I’m sure a good part of my happiness came from my no-news lifestyle, but I still attribute this change to the fact I just broke the phone cycle in my daily routine. In fact, my whole life started to change from doing this. My daily routine wasn’t routine anymore. I’d get up early to read, write or even run errands so I could have an afternoon to myself. I got so good at using this extra time that I had too much time to fill, and so I slipped.
Spiraling Out Of Control
I fell off the wagon. The weather was so hot and humid that you just didn’t want to move. No extra physical exertion was needed or wanted. So I tried to make myself comfortable indoors and pass some time. I didn’t have any books I wanted to read and t.v. bores me to tears, so the phone got my attention.
It started innocently enough. I just looked at my Facebook for a while…still boring. Then Twitter, where I decided to unfollow news groups, then I searched for new people to follow, then I looked at their news, then my local news. You get it. Next thing you know, I’m getting excited again and liking it.
Next to go was the daily journaling. It was so bad that I missed an entire month and I didn’t care. I started finding reasons to read stuff on my phone. I was too lazy to get the laptop out, so I filled my phone with Feedly and Pocket to enable my reading habit. The last straw came when I reinstalled Instagram.
I was on a downward spiral. I had regressed to the level I had started at and felt horrible. All my progress was lost, or so it seemed. I missed my better self. The person who felt good about facing another day and having time to really live my life in the present.
A Fork In The Road
All was not lost since I knew my way back to that wonderful world I created. It just took focus and starting over and so I did. I realized from this situation just how addictive our technology is. How something as simple as a phone can change your entire life and world…good or bad.
I’ve taken a new position with my phone relationship. Yes, it is a relationship. This little device is part of your daily life 24–7–365. You scream and cry when it breaks or dies. You drag it all around with you like a child, never leaving it unattended. You buy stuff for it and give it your full attention, even though it’s an inanimate object.

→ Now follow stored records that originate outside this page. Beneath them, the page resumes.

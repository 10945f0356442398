//! Player identity, state machine, and registry (§3, §4.4).

use std::collections::VecDeque;
use std::hash::{Hash, Hasher};
use std::sync::{Arc, Mutex};
use std::time::Instant;

use dashmap::DashMap;

use crate::channel::ClientChannel;
use crate::gameserver::GameServerKey;

/// Player state machine (§3, §4.7).
#[derive(Debug, Clone, Copy, PartialEq, Eq)]
pub enum PlayerState {
    Connected,
    Matchmaking,
    Queued,
    Joining,
    Joined,
    Disconnected,
}

/// Reasons a player is removed from a queue (§3).
#[derive(Debug, Clone, Copy, PartialEq, Eq)]
pub enum DequeueReason {
    UserLeave,
    Disconnect,
    JoinFailed,
    JoinTimeout,
    MaxJoinAttemptsReached,
    Joined,
    Unknown,
}

/// Mutable player fields, owned by the per-GameServer loop once the player
/// is enqueued (§5). Guarded by a single mutex; never held across an
/// `.await`.
struct PlayerMut {
    state: PlayerState,
    server: Option<GameServerKey>,
    queued_at: Option<Instant>,
    join_attempts: VecDeque<Instant>,
}

/// A connected player (§3).
///
/// Identity is `stable_id`, which never changes for the lifetime of the
/// record. Equality and hashing are defined over identity only, which is
/// what lets `Arc<Player>` be used directly as the Concurrent Ordered
/// Queue's item type.
pub struct Player {
    pub stable_id: String,
    pub display_name: String,
    pub channel: Arc<dyn ClientChannel>,
    state: Mutex<PlayerMut>,
}

impl Player {
    pub fn new(stable_id: String, display_name: String, channel: Arc<dyn ClientChannel>) -> Self {
        Player {
            stable_id,
            display_name,
            channel,
            state: Mutex::new(PlayerMut {
                state: PlayerState::Connected,
                server: None,
                queued_at: None,
                join_attempts: VecDeque::new(),
            }),
        }
    }

    pub fn state(&self) -> PlayerState {
        self.state.lock().unwrap().state
    }

    pub fn set_state(&self, state: PlayerState) {
        self.state.lock().unwrap().state = state;
    }

    pub fn server(&self) -> Option<GameServerKey> {
        self.state.lock().unwrap().server.clone()
    }

    /// Enter the Queued state against `server`, resetting join attempts.
    pub fn enter_queue(&self, server: GameServerKey) {
        let mut guard = self.state.lock().unwrap();
        guard.state = PlayerState::Queued;
        guard.server = Some(server);
        guard.queued_at = Some(Instant::now());
        guard.join_attempts.clear();
    }

    /// Leave whatever server/queue this player was attached to, returning
    /// to `state` with no server back-reference.
    pub fn clear_server(&self, state: PlayerState) {
        let mut guard = self.state.lock().unwrap();
        guard.state = state;
        guard.server = None;
    }

    /// Record a new join attempt timestamp, returning the updated count.
    pub fn record_join_attempt(&self, at: Instant) -> usize {
        let mut guard = self.state.lock().unwrap();
        guard.join_attempts.push_back(at);
        guard.join_attempts.len()
    }

    /// Timestamp of the first recorded join attempt in the current cycle,
    /// if any (`joinAttempts[0]` in §4.6).
    pub fn first_join_attempt(&self) -> Option<Instant> {
        self.state.lock().unwrap().join_attempts.front().copied()
    }

    pub fn join_attempt_count(&self) -> usize {
        self.state.lock().unwrap().join_attempts.len()
    }

    /// Clear join attempts, used only when `clear_attempts_on_requeue` is
    /// enabled (§9 Open Questions).
    pub fn clear_join_attempts(&self) {
        self.state.lock().unwrap().join_attempts.clear();
    }

    pub fn queued_at(&self) -> Option<Instant> {
        self.state.lock().unwrap().queued_at
    }
}

impl PartialEq for Player {
    fn eq(&self, other: &Self) -> bool {
        self.stable_id == other.stable_id
    }
}

impl Eq for Player {}

impl Hash for Player {
    fn hash<H: Hasher>(&self, state: &mut H) {
        self.stable_id.hash(state);
    }
}

impl std::fmt::Debug for Player {
    fn fmt(&self, f: &mut std::fmt::Formatter<'_>) -> std::fmt::Result {
        f.debug_struct("Player")
            .field("stable_id", &self.stable_id)
            .field("display_name", &self.display_name)
            .field("state", &self.state())
            .finish()
    }
}

/// Thread-safe `stableId -> Player` mapping (§4.4).
#[derive(Default)]
pub struct PlayerRegistry {
    players: DashMap<String, Arc<Player>>,
    /// Channel identity currently holding each stable id, used to reject a
    /// second concurrent session and to validate `try_remove`.
    owning_channel: DashMap<String, u64>,
}

impl PlayerRegistry {
    pub fn new() -> Self {
        Self::default()
    }

    /// Get the existing record for `stable_id`, or create one owned by
    /// `channel_id`.
    ///
    /// Returns `None` if another channel already owns this identity — the
    /// new connection must be aborted, not the incumbent (§7).
    pub fn get_or_add(
        &self,
        stable_id: &str,
        channel_id: u64,
        display_name: String,
        channel: Arc<dyn ClientChannel>,
    ) -> Option<Arc<Player>> {
        if let Some(existing) = self.players.get(stable_id) {
            let owner = *self.owning_channel.get(stable_id).unwrap();
            if owner != channel_id {
                return None;
            }
            return Some(existing.clone());
        }

        let player = Arc::new(Player::new(
            stable_id.to_string(),
            display_name,
            channel,
        ));
        self.players.insert(stable_id.to_string(), player.clone());
        self.owning_channel.insert(stable_id.to_string(), channel_id);
        Some(player)
    }

    /// Remove the record for `stable_id`, but only if `channel_id` is the
    /// current owner.
    pub fn try_remove(&self, stable_id: &str, channel_id: u64) -> bool {
        match self.owning_channel.get(stable_id) {
            Some(owner) if *owner == channel_id => {
                drop(owner);
                self.owning_channel.remove(stable_id);
                self.players.remove(stable_id);
                true
            }
            _ => false,
        }
    }

    pub fn get(&self, stable_id: &str) -> Option<Arc<Player>> {
        self.players.get(stable_id).map(|p| p.clone())
    }

    /// Snapshot of every registered identity, for callers (the matchmaking
    /// tick loop) that need to iterate the whole registry without holding
    /// a lock across `.await`.
    pub fn stable_ids(&self) -> Vec<String> {
        self.players.iter().map(|entry| entry.key().clone()).collect()
    }

    pub fn len(&self) -> usize {
        self.players.len()
    }

    pub fn is_empty(&self) -> bool {
        self.players.is_empty()
    }
}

I’m relegating the importance of my phone back to its original purpose…to be a tool. Nothing more. I’ve found that being actually present in real time [the fact that we even have this phrase should tell you something] is far better than zoning out in a false world I’ve created. I like taking walks outside and seeing nature. I like meeting people and smiling and talking to them. I like the peace and quiet that has come into my life. I like feeling productive and positive with the ability to set and attain goals successfully. I like talking to my husband instead of looking away from him into my phone. This list goes on and on.
I’m so glad that I did this. Even when I slipped it showed me how important this change has been. I didn’t get mad about losing ground, in fact, it helped me realize how serious this situation is. I was at a fork in the road. To choose technology meant I would get lost in some false world. To break free from its grip meant living in the moment; enjoying and actually experiencing life as it really is. I choose life.